1. What is Inc. and Corp?

Inc. is the abbreviation for incorporation, while Corp. is the abbreviation for corporation. Both of these abbreviations are used by entities that have been incorporated.

So, what is Inc.? Inc. is merely the abbreviation for incorporated. Incorporation refers to the process of forming a corporation. A corporation may also be referred to as an incorporated company, which is an entity that is legally separate from its owners or founders. Incorporation (being incorporated) protects the individual founders or owners from liability. As a legal entity of its own, a corporation is liable for its own debts and taxes. A corporation is also able to sell stocks and pax taxes.

2. Should I Use Inc. or Corp.?

Either abbreviation can be used in the name used to register your business. Practically speaking, there is no difference between Inc. and Corp. when it comes to legal structure, limited liability, taxes, and compliance. That said, both abbreviations cannot be used at the same time. For instance, there cannot be Ekaterina’s Fine Jewelry Inc. Corp. This would not make any sense. A business also needs to be consistent with using one abbreviation. This means that the abbreviations are not interchangeable. If Ekaterina decides on using Inc., then she must stick with using “Inc.”

3. Do I need to Include Inc in My Logo and Stationary?

In most states, corporations are required to have a corporate abbreviation attached to their name to indicate their incorporated status. Examples of these designations are “Inc.,” “Corp.,” and “Co.”

Once a company registers its name using Inc. or Corp., these abbreviations must be used in all legal paperwork. The abbreviation may be a small detail, but it is important. It indicates that the business is its own legal entity with privileges and liabilities distinct from its owners.

4. Can Inc own property and file lawsuits?

As its own entity, a corporation can file lawsuits, be sued, conduct business, and own property. A business does receive legal protections upon incorporation which help it receive funding.

5. What are company shareholders?

Company stocks shares may be defined as ownership interests. Shares may be granted, sold, or inherited.

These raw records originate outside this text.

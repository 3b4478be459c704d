//! Asynchronous units of work issued to the host.

use crate::host::ContractCode;
use crate::types::{AccountId, Balance, Gas, PublicKey};
use serde::{Deserialize, Serialize};
use std::sync::Arc;

/// One step of a [`PromiseBatch`]
#[derive(Clone, Debug)]
pub enum Action {
    /// Create the receiver account
    CreateAccount,
    /// Deploy contract code to the receiver
    DeployContract {
        /// Code to instantiate
        code: Arc<dyn ContractCode>,
    },
    /// Grant a full-access key on the receiver
    AddFullAccessKey {
        /// Key to add
        public_key: PublicKey,
    },
    /// Call a method on the receiver
    FunctionCall {
        /// Method name
        method_name: String,
        /// JSON-encoded arguments
        args: Vec<u8>,
        /// Deposit moved with the call
        deposit: Balance,
        /// Gas attached
        gas: Gas,
    },
    /// Move funds to the receiver
    Transfer {
        /// Amount
        deposit: Balance,
    },
}

impl Action {
    /// Short name for logs
    #[must_use]
    pub const fn name(&self) -> &'static str {
        match self {
            Self::CreateAccount => "create_account",
            Self::DeployContract { .. } => "deploy_contract",
            Self::AddFullAccessKey { .. } => "add_full_access_key",
            Self::FunctionCall { .. } => "function_call",
            Self::Transfer { .. } => "transfer",
        }
    }
}

/// An ordered list of actions against a single receiver
///
/// The host runs the actions in order and stops at the first failure.
#[derive(Clone, Debug)]
pub struct PromiseBatch {
    /// Account the actions apply to
    pub receiver_id: AccountId,
    /// Actions in execution order
    pub actions: Vec<Action>,
}

impl PromiseBatch {
    /// Empty batch for `receiver_id`
    #[must_use]
    pub const fn new(receiver_id: AccountId) -> Self {
        Self {
            receiver_id,
            actions: Vec::new(),
        }
    }

    /// Append [`Action::CreateAccount`]
    #[must_use]
    pub fn create_account(mut self) -> Self {
        self.actions.push(Action::CreateAccount);
        self
    }

    /// Append [`Action::DeployContract`]
    #[must_use]
    pub fn deploy_contract(mut self, code: Arc<dyn ContractCode>) -> Self {
        self.actions.push(Action::DeployContract { code });
        self
    }

    /// Append [`Action::AddFullAccessKey`]
    #[must_use]
    pub fn add_full_access_key(mut self, public_key: PublicKey) -> Self {
        self.actions.push(Action::AddFullAccessKey { public_key });
        self
    }

    /// Append [`Action::FunctionCall`] with JSON-encoded arguments
    ///
    /// # Errors
    ///
    /// Returns the encoder error if `args` cannot be serialized.
    pub fn function_call<T: Serialize>(
        mut self,
        method_name: impl Into<String>,
        args: &T,
        deposit: Balance,
        gas: Gas,
    ) -> Result<Self, serde_json::Error> {
        self.actions.push(Action::FunctionCall {
            method_name: method_name.into(),
            args: serde_json::to_vec(args)?,
            deposit,
            gas,
        });
        Ok(self)
    }

    /// Append [`Action::Transfer`]
    #[must_use]
    pub fn transfer(mut self, deposit: Balance) -> Self {
        self.actions.push(Action::Transfer { deposit });
        self
    }

    /// Sum of every deposit the batch moves, saturating
    #[must_use]
    pub fn total_deposit(&self) -> Balance {
        self.actions
            .iter()
            .map(|action| match action {
                Action::FunctionCall { deposit, .. } | Action::Transfer { deposit } => *deposit,
                _ => Balance::ZERO,
            })
            .fold(Balance::ZERO, Balance::saturating_add)
    }
}

/// Outcome of a promise as seen by a chained callback
#[derive(Clone, Debug, PartialEq, Eq, Serialize, Deserialize)]
pub enum PromiseResult {
    /// Not resolved yet
    Pending,
    /// Resolved with the return value of the last action
    Successful(Vec<u8>),
    /// An action failed
    Failed,
}

impl PromiseResult {
    /// True for [`PromiseResult::Successful`]
    #[must_use]
    pub const fn is_successful(&self) -> bool {
        matches!(self, Self::Successful(_))
    }
}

Shareholders do not risk losing personal assets by investing in a company. Their liability is limited courtesy of the fact that the company is a corporation.

6. Who controls an Inc.?

The shareholders are responsible for electing a board of directors, and this board is in charge of managing the corporation and monitoring its operation. Directors and officers can purchase shares in the company.

7. Who needs to file an article of incorporation?

State law regulates the forming of corporations. In order to form a corporation (Inc.), it is necessary to complete and file Articles of Incorporation with the Secretary of State in the relevant state where the company is located. Articles of Incorporation may also be referred to as the company’s charter. This document must include the following:

  • The name of the corporation, which needs to be unique and not misleading in nature
  • The address of the corporation’s main office
  • The life span of the corporation (can be indefinite)
  • A description of the corporation’s business activities

Once these Articles are filed with the relevant Secretary of State, the corporation is “born,” unless it is planned to be started at a later date.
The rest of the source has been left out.